All right. And, uh, we should tell people, if you ever listen to this in the future, this is all going on right now when the United States is going through one of the craziest times ever in terms of dealing with a virus.

Shannon O'Loughlin

Mm-hmm.

Joe Rogan

We're, we're on, sort of on lockdown. All gyms are closed, all comedy shows are closed, all concerts are closed, clubs, bars, everything's closed. Um, and some places are restricting travel. And, uh, it, it, it's, it's interesting to me that, um, this is all going on and we've never had to experience this before. But it makes me think of what happens when, what happened when the Europeans first came to North America and encountered the Native Americans and they didn't have any immunity to all these diseases that the Europeans were bringing over, and in some cases, wiped out as much as 90%-

Shannon O'Loughlin

Mm-hmm.

Joe Rogan

... of the people that were living here.

Shannon O'Loughlin

Mm-hmm. But we're still here.
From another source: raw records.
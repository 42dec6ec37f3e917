//! Catalog item domain entity

use serde::{Deserialize, Serialize};
use utoipa::ToSchema;

/// Catalog item
#[derive(Debug, Clone, PartialEq, Serialize, Deserialize, ToSchema)]
pub struct Item {
    pub id: String,
    pub title: String,
    /// Free-form category, defaults to "Misc" on creation
    pub category: String,
    pub price: f64,
    #[serde(skip_serializing_if = "Option::is_none")]
    pub image: Option<String>,
    #[serde(skip_serializing_if = "Option::is_none")]
    pub description: Option<String>,
}

/// Partial update for an item. Absent fields keep their current value;
/// the id is immutable.
#[derive(Debug, Clone, Default, Deserialize, ToSchema)]
pub struct ItemPatch {
    pub title: Option<String>,
    pub category: Option<String>,
    pub price: Option<f64>,
    pub image: Option<String>,
    pub description: Option<String>,
}

impl ItemPatch {
    /// Merge the patch over an existing item, field by field.
    pub fn apply(self, item: &mut Item) {
        if let Some(title) = self.title {
            item.title = title;
        }
        if let Some(category) = self.category {
            item.category = category;
        }
        if let Some(price) = self.price {
            item.price = price;
        }
        if let Some(image) = self.image {
            item.image = Some(image);
        }
        if let Some(description) = self.description {
            item.description = Some(description);
        }
    }
}

/// Catalog query filter; all criteria optional, composed with logical AND.
#[derive(Debug, Clone, Default)]
pub struct ItemFilter {
    /// Case-insensitive substring match on title
    pub q: Option<String>,
    /// Case-insensitive exact match on category
    pub category: Option<String>,
    /// Inclusive lower bound on price
    pub min: Option<f64>,
    /// Inclusive upper bound on price
    pub max: Option<f64>,
}

impl ItemFilter {
    pub fn matches(&self, item: &Item) -> bool {
        if let Some(q) = &self.q {
            if !item.title.to_lowercase().contains(&q.to_lowercase()) {
                return false;
            }
        }
        if let Some(category) = &self.category {
            if !item.category.eq_ignore_ascii_case(category) {
                return false;
            }
        }
        if let Some(min) = self.min {
            if item.price < min {
                return false;
            }
        }
        if let Some(max) = self.max {
            if item.price > max {
                return false;
            }
        }
        true
    }
}

#[cfg(test)]
mod tests {
    use super::*;

    fn item(title: &str, category: &str, price: f64) -> Item {
        Item {
            id: "i1".to_string(),
            title: title.to_string(),
            category: category.to_string(),
            price,
            image: None,
            description: None,
        }
    }

    #[test]
    fn empty_filter_matches_everything() {
        assert!(ItemFilter::default().matches(&item("Widget", "Home", 200.0)));
    }

    #[test]
    fn title_search_is_case_insensitive_substring() {
        let filter = ItemFilter {
            q: Some("wid".to_string()),
            ..Default::default()
        };
        assert!(filter.matches(&item("Super Widget", "Home", 200.0)));
        assert!(!filter.matches(&item("Gadget", "Home", 200.0)));
    }

    #[test]
    fn category_match_is_case_insensitive_exact() {
        let filter = ItemFilter {
            category: Some("home".to_string()),
            ..Default::default()
        };
        assert!(filter.matches(&item("Widget", "Home", 200.0)));
        assert!(!filter.matches(&item("Widget", "Home Decor", 200.0)));
    }

    #[test]
    fn price_bounds_are_inclusive() {
        let filter = ItemFilter {
            min: Some(200.0),
            max: Some(200.0),
            ..Default::default()
        };
        assert!(filter.matches(&item("Widget", "Home", 200.0)));
        assert!(!filter.matches(&item("Widget", "Home", 199.99)));
        assert!(!filter.matches(&item("Widget", "Home", 200.01)));
    }

    #[test]
    fn criteria_compose_with_and() {
        let filter = ItemFilter {
            q: Some("widget".to_string()),
            category: Some("Sports".to_string()),
            ..Default::default()
        };
        assert!(!filter.matches(&item("Widget", "Home", 200.0)));
        assert!(filter.matches(&item("Widget", "Sports", 200.0)));
    }

    #[test]
    fn patch_merges_and_keeps_absent_fields() {
        let mut it = item("Widget", "Home", 200.0);
        ItemPatch {
            price: Some(150.0),
            ..Default::default()
        }
        .apply(&mut it);
        assert_eq!(it.price, 150.0);
        assert_eq!(it.title, "Widget");
        assert_eq!(it.category, "Home");
    }
}
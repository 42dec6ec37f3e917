//! Cryptographic utilities: password hashing and JWT tokens

pub mod jwt;
pub mod password;

pub use jwt::{create_token, verify_token, Claims, JwtConfig};
pub use password::{hash_password, verify_password};
//! HTTP API modules, one per resource

pub mod auth;
pub mod cart;
pub mod health;
pub mod items;
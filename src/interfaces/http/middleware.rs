//! Authentication middleware for Axum

use axum::{
    body::Body,
    extract::State,
    http::{header, Request},
    middleware::Next,
    response::{IntoResponse, Response},
};

use crate::infrastructure::crypto::{verify_token, Claims, JwtConfig};

use super::common::ApiError;

/// Authentication state shared by the protected routers
#[derive(Clone)]
pub struct AuthState {
    pub jwt_config: JwtConfig,
}

/// The user a verified token belongs to.
///
/// Inserted into request extensions by [`auth_middleware`]; handlers pull
/// it out with `Extension<AuthenticatedUser>`.
#[derive(Clone, Debug)]
pub struct AuthenticatedUser {
    pub user_id: String,
    pub email: String,
}

impl AuthenticatedUser {
    pub fn from_claims(claims: Claims) -> Self {
        Self {
            user_id: claims.sub,
            email: claims.email,
        }
    }
}

fn extract_token(auth_header: &str) -> Option<&str> {
    auth_header.strip_prefix("Bearer ")
}

/// Bearer-token authentication middleware.
///
/// A missing or non-Bearer Authorization header is "Missing token"; a
/// present token that fails verification is "Invalid token". Both reject
/// with 401.
pub async fn auth_middleware(
    State(auth_state): State<AuthState>,
    mut request: Request<Body>,
    next: Next,
) -> Response {
    let token = request
        .headers()
        .get(header::AUTHORIZATION)
        .and_then(|h| h.to_str().ok())
        .and_then(extract_token)
        .map(String::from);
    let Some(token) = token else {
        return ApiError::unauthorized("Missing token").into_response();
    };

    match verify_token(&token, &auth_state.jwt_config) {
        Ok(claims) => {
            request
                .extensions_mut()
                .insert(AuthenticatedUser::from_claims(claims));
            next.run(request).await
        }
        Err(_) => ApiError::unauthorized("Invalid token").into_response(),
    }
}
//! API Router with Swagger UI

use std::sync::Arc;
use std::time::Instant;

use axum::{
    middleware,
    routing::{get, patch, post, put},
    Router,
};
use tower_http::cors::{Any, CorsLayer};
use tower_http::trace::TraceLayer;
use utoipa::openapi::security::{HttpAuthScheme, HttpBuilder, SecurityScheme};
use utoipa::{Modify, OpenApi};
use utoipa_swagger_ui::SwaggerUi;

use crate::application::{AccountService, CartService, CatalogService};
use crate::domain::{Cart, CartLine, Item, ItemPatch, PublicUser, Store};
use crate::infrastructure::crypto::JwtConfig;
use crate::interfaces::http::common::ErrorBody;
use crate::interfaces::http::middleware::{auth_middleware, AuthState};
use crate::interfaces::http::modules::{auth, cart, health, items};

/// Security scheme modifier for OpenAPI
struct SecurityAddon;

impl Modify for SecurityAddon {
    fn modify(&self, openapi: &mut utoipa::openapi::OpenApi) {
        if let Some(components) = openapi.components.as_mut() {
            components.add_security_scheme(
                "bearer_auth",
                SecurityScheme::Http(
                    HttpBuilder::new()
                        .scheme(HttpAuthScheme::Bearer)
                        .bearer_format("JWT")
                        .description(Some("JWT Bearer token"))
                        .build(),
                ),
            );
        }
    }
}

/// OpenAPI documentation
#[derive(OpenApi)]
#[openapi(
    paths(
        // Health
        health::health_check,
        // Auth
        auth::signup,
        auth::login,
        auth::me,
        // Catalog
        items::list_items,
        items::get_item,
        items::create_item,
        items::update_item,
        items::delete_item,
        // Cart
        cart::get_cart,
        cart::add_to_cart,
        cart::set_quantity,
        cart::remove_from_cart,
    ),
    components(
        schemas(
            // Common
            ErrorBody,
            // Auth
            auth::SignupRequest,
            auth::LoginRequest,
            auth::AuthResponse,
            PublicUser,
            // Catalog
            Item,
            ItemPatch,
            items::CreateItemRequest,
            items::DeleteItemResponse,
            // Cart
            Cart,
            CartLine,
            cart::AddToCartRequest,
            cart::SetQuantityRequest,
            // Health
            health::HealthResponse,
            health::ComponentHealth,
        )
    ),
    modifiers(&SecurityAddon),
    tags(
        (name = "Health", description = "Server health check endpoints"),
        (name = "Authentication", description = "Signup, login (JWT) and current-user lookup"),
        (name = "Catalog", description = "Item listing, search and CRUD"),
        (name = "Cart", description = "Per-user shopping cart"),
    ),
    info(
        title = "Shop Service API",
        version = "1.0.0",
        description = "REST API for a small shop: accounts, catalog and carts",
        license(name = "MIT")
    )
)]
pub struct ApiDoc;

/// Create the API router with all routes
pub fn create_api_router(store: Arc<dyn Store>, jwt_config: JwtConfig) -> Router {
    let middleware_state = AuthState {
        jwt_config: jwt_config.clone(),
    };

    let auth_state = auth::AuthHandlerState {
        accounts: Arc::new(AccountService::new(store.clone(), jwt_config)),
    };
    let items_state = items::ItemsHandlerState {
        catalog: Arc::new(CatalogService::new(store.clone())),
    };
    let cart_state = cart::CartHandlerState {
        carts: Arc::new(CartService::new(store.clone())),
    };
    let health_state = health::HealthState {
        store,
        started_at: Arc::new(Instant::now()),
    };

    // CORS configuration
    let cors = CorsLayer::new()
        .allow_origin(Any)
        .allow_methods(Any)
        .allow_headers(Any);

    // Auth routes (public)
    let auth_routes = Router::new()
        .route("/signup", post(auth::signup))
        .route("/login", post(auth::login))
        .with_state(auth_state.clone());

    // Auth routes (protected)
    let auth_protected_routes = Router::new()
        .route("/me", get(auth::me))
        .layer(middleware::from_fn_with_state(
            middleware_state.clone(),
            auth_middleware,
        ))
        .with_state(auth_state);

    // Catalog routes (public reads)
    let items_routes = Router::new()
        .route("/", get(items::list_items))
        .route("/{id}", get(items::get_item))
        .with_state(items_state.clone());

    // Catalog routes (protected writes)
    let items_protected_routes = Router::new()
        .route("/", post(items::create_item))
        .route(
            "/{id}",
            put(items::update_item).delete(items::delete_item),
        )
        .layer(middleware::from_fn_with_state(
            middleware_state.clone(),
            auth_middleware,
        ))
        .with_state(items_state);

    // Cart routes (all protected)
    let cart_routes = Router::new()
        .route("/", get(cart::get_cart).post(cart::add_to_cart))
        .route(
            "/{item_id}",
            patch(cart::set_quantity).delete(cart::remove_from_cart),
        )
        .layer(middleware::from_fn_with_state(
            middleware_state,
            auth_middleware,
        ))
        .with_state(cart_state);

    let swagger_routes = SwaggerUi::new("/docs").url("/api-doc/openapi.json", ApiDoc::openapi());

    // Build router
    Router::new()
        // Swagger UI
        .merge(swagger_routes)
        // Health
        .route("/health", get(health::health_check).with_state(health_state))
        // Auth
        .nest("/api/auth", auth_routes)
        .nest("/api/auth", auth_protected_routes)
        // Catalog
        .nest("/api/items", items_routes)
        .nest("/api/items", items_protected_routes)
        // Cart
        .nest("/api/cart", cart_routes)
        // Middleware
        .layer(cors)
        .layer(TraceLayer::new_for_http())
}
//! Interface adapters

pub mod http;
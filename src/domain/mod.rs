pub mod cart;
pub mod error;
pub mod item;
pub mod store;
pub mod user;

// Re-export commonly used types
pub use cart::{Cart, CartLine};
pub use error::{DomainError, DomainResult};
pub use item::{Item, ItemFilter, ItemPatch};
pub use store::Store;
pub use user::{PublicUser, User};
Yeah, if we would've only shut the borders about 550 years ago, we would've... (laughs)

Joe Rogan

(laughs) Yeah, if you had a Trump-

Shannon O'Loughlin

Mm-hmm.

Joe Rogan

... a, a Trump Indian back then-

Shannon O'Loughlin

(laughs)

Joe Rogan

... want, wanting to build walls around everywhere.

Shannon O'Loughlin

Oh, God.

Joe Rogan

Um-

Shannon O'Loughlin

Let's not get there.

Joe Rogan

Yeah, let's not.

Shannon O'Loughlin

(laughs)

Joe Rogan

It's... I mean, it is, um... I mean, really, it's the... I mean, it's one of the biggest times in human history where if you talk about Europeans coming to North America and what, what happened to the Native Americans just from diseases.